Video: Chaos at EC ANC conference, Saturday, 30 September 2017

In the end, out of the 1,706 “delegates” registered, only 906 remained behind to vote for new leaders. The almost 45% that left for a parallel conference in the East London City Hall appeared all to have been supporters of either Eastern Cape Premier Phumulo Masualle, former contender for the secretariat Andile Lungisa, or presidential contender and ANC MP Nkosazana Dlamini-Zuma.

By the looks of it, the balance of support in the province was similar to 2007, when President Jacob Zuma won the ANC’s national conference in Polokwane.

The Eastern Cape then was supposed to have been former president Thabo Mbeki’s stronghold, but strong campaigning by Zuma’s supporters, especially in big rural regions like OR Tambo around Mthatha, meant that with about 40% of the province’s support the scales were tipped in Zuma’s favour.

Of course, at the time KwaZulu-Natal was also a lot more united than it is now, despite what Mbeki’s people had journalists and themselves believe in 2007, with Zuma enjoying stronger than expected support in many other provinces.

Fast-forward a decade, however, and Zuma’s camp went into the Eastern Cape conference this weekend limping on several fronts, particularly in KwaZulu-Natal, where a court recently ruled that the 2015 provincial conference, where Dlamini-Zuma’s main campaigners and cheerleaders were elected, was unlawful.

A Sunday newspaper report about discussions during a routine national executive committee (NEC) meeting this weekend in Pretoria – which went on at the same time as the Eastern Cape conference – seems to indicate that Zuma and his supporters lost the important psychological battle to appeal this ruling.

On top of this, some of the provinces Dlamini-Zuma had counted on for support earlier in her campaign, such as Mpumalanga, now seem divided, while the Free State and North West also face severe challenges and the support for her appears fractured.

The Eastern Cape was therefore an important battleground – and Ramaphosa’s smile as he declared the new leadership of the province, led by Mabuyane, attested to it. For him, it was a major win in a major battleground – the Eastern Cape is the ANC’s second biggest province by numbers.

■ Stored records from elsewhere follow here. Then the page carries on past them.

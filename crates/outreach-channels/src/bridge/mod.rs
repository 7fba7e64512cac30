//! HTTP bridge transport.
//!
//! The chat client is driven by a separate browser-automation bridge that
//! exposes a small JSON API:
//!
//! - `POST {base}/send` `{contact, text, attachments}` -> `{ok, message_id?, error?}`
//! - `GET {base}/chats/{digits}/messages` -> `{ok, messages: [{id?, text, direction, timestamp?, status?}]}`
//! - `GET {base}/health`
//!
//! The bridge returns the rendered part of the chat on every poll. Messages
//! without a native ID get a derived one that survives scrolling (see
//! [`cursor::ChatCursor`]).

pub(crate) mod cursor;
pub(crate) mod send;
pub(crate) mod types;


use async_trait::async_trait;
use outreach_core::{
    config::TransportConfig,
    error::OutreachError,
    message::{ChatMessage, OutgoingMessage},
    traits::Transport,
    Contact,
};
use cursor::ChatCursor;
use send::{retry_send, sanitize_for_chat, split_message, MAX_MESSAGE_LEN};
use std::collections::HashMap;
use std::sync::{Mutex, PoisonError};
use std::time::Duration;
use tracing::{debug, info};
use types::{MessagesResponse, SendRequest};

/// Transport backed by the HTTP automation bridge.
pub struct BridgeTransport {
    config: TransportConfig,
    client: reqwest::Client,
    base_url: String,
    cursors: Mutex<HashMap<Contact, ChatCursor>>,
}

impl BridgeTransport {
    pub fn new(config: TransportConfig) -> Self {
        let base_url = config.base_url.trim_end_matches('/').to_string();
        Self {
            config,
            client: reqwest::Client::new(),
            base_url,
            cursors: Mutex::new(HashMap::new()),
        }
    }

    fn timeout(&self) -> Duration {
        Duration::from_secs(self.config.timeout_secs)
    }
}

#[async_trait]
impl Transport for BridgeTransport {
    fn name(&self) -> &str {
        "bridge"
    }

    fn normalize(&self, raw: &str) -> Result<Contact, OutreachError> {
        Contact::parse(raw, &self.config.default_country_code)
    }

    async fn send(
        &self,
        contact: &Contact,
        message: &OutgoingMessage,
    ) -> Result<(), OutreachError> {
        let url = format!("{}/send", self.base_url);
        let text = sanitize_for_chat(&message.text);
        let mut attachments: Vec<String> = message
            .attachments
            .iter()
            .map(|p| p.to_string_lossy().to_string())
            .collect();

        if let Some(missing) = attachments
            .iter()
            .find(|p| !std::path::Path::new(p).exists())
        {
            return Err(OutreachError::Transport(format!(
                "attachment not found: {missing}"
            )));
        }

        // Attachments ride with the first chunk.
        for chunk in split_message(&text, MAX_MESSAGE_LEN) {
            let body = SendRequest {
                contact: contact.as_str(),
                text: chunk,
                attachments: std::mem::take(&mut attachments),
            };
            retry_send(&self.client, &url, &body, self.timeout()).await?;
        }

        debug!("bridge: sent {} chars to {contact}", text.len());
        Ok(())
    }

    async fn poll_inbox(&self, contact: &Contact) -> Result<Vec<ChatMessage>, OutreachError> {
        let url = format!("{}/chats/{}/messages", self.base_url, contact.digits());
        let resp = self
            .client
            .get(&url)
            .timeout(self.timeout())
            .send()
            .await
            .map_err(|e| OutreachError::Transport(format!("poll {contact} failed: {e}")))?;

        let status = resp.status();
        let body: MessagesResponse = resp.json().await.map_err(|e| {
            OutreachError::Transport(format!("poll {contact}: bad response ({status}): {e}"))
        })?;

        if !body.ok {
            return Err(OutreachError::Transport(format!(
                "poll {contact}: {}",
                body.error.unwrap_or_else(|| format!("bridge returned {status}"))
            )));
        }

        let mut cursors = self.cursors.lock().unwrap_or_else(PoisonError::into_inner);
        Ok(cursors
            .entry(contact.clone())
            .or_default()
            .assign(body.messages))
    }

    async fn is_available(&self) -> bool {
        let url = format!("{}/health", self.base_url);
        match self
            .client
            .get(&url)
            .timeout(Duration::from_secs(5))
            .send()
            .await
        {
            Ok(resp) if resp.status().is_success() => true,
            Ok(resp) => {
                info!("bridge health check returned {}", resp.status());
                false
            }
            Err(e) => {
                info!("bridge unreachable at {}: {e}", self.base_url);
                false
            }
        }
    }
}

Ramaphosa made a point that the national executive committee members “are working extremely hard” to make the conference happen and that they compiled a “fairly detailed report” on what happened – one that will be presented to the NEC and the national working committee. This means the prospect of a successful court challenge is much smaller than, say, in KwaZulu-Natal, where things went ahead against secretary-general Gwede Mantashe’s wishes.

Despite threats of a court challenge, by the time the conference closed, the “losing” side seemed to have abandoned the idea.

Despite “losing” (they didn’t technically lose as they left before taking part in the vote and after realising that the majority of delegates were cheering for Mabuyane), the side didn’t do badly. By Saturday morning, before the walk-out, the Mabuyane crowd predicted in private WhatsApp messages that they’d get 75% of the support. This was obviously exaggerated campaign grandstanding, and 55% is a long way down from that.

Video: The newly elected Eastern Cape ANC chair Mabuyane addresses the conference (SABC)

Ramaphosa, in his closing speech – even before the conference started, organisers let slip that he’d be the one to speak because they expected a win for his camp – called for unity. As if to rub things in, he extended a greeting to alliance leaders and traditional leaders in attendance – labour federation Cosatu and the SA Communist Party no longer appear at events where Zuma is present.

He spoke as much to those inside the ANC as those outside – as if on an early campaign rally for 2019, and speaking to those in the party who reckon he, much better than Dlamini-Zuma, could save the party from electoral defeat.

The chair-throwing and fights that were shown on television and social media, he said, “is not the behaviour that is expected of the members of the ANC”.

Allowing violence as a way of resolving differences “is what puts the ANC into disrepute”, and going to the courts was no real solution either. The party should learn to deal with its own problems, he said.

The real tragedy is that the ANC remains divided and today we are trying to pick up the pieces and unite the ANC,” he said. “The ANC in the end becomes the victim. The ANC becomes the one that is more injured than anyone when healing is necessary,” he said.

Rather than celebrating victory, the winning camp should work at uniting the party, he said.

The party could not unite the country when the party itself was divided. A laudable message, but some of Masualle’s supporters would call this ironic. Masualle has been credited with uniting the Eastern Cape for the just over seven years that he’s been chairing. This is evidenced by the fact that the party’s 2013 conference did not have the same degree of havoc as this weekend’s – although admittedly it didn’t take place in a highly contested national conference year either.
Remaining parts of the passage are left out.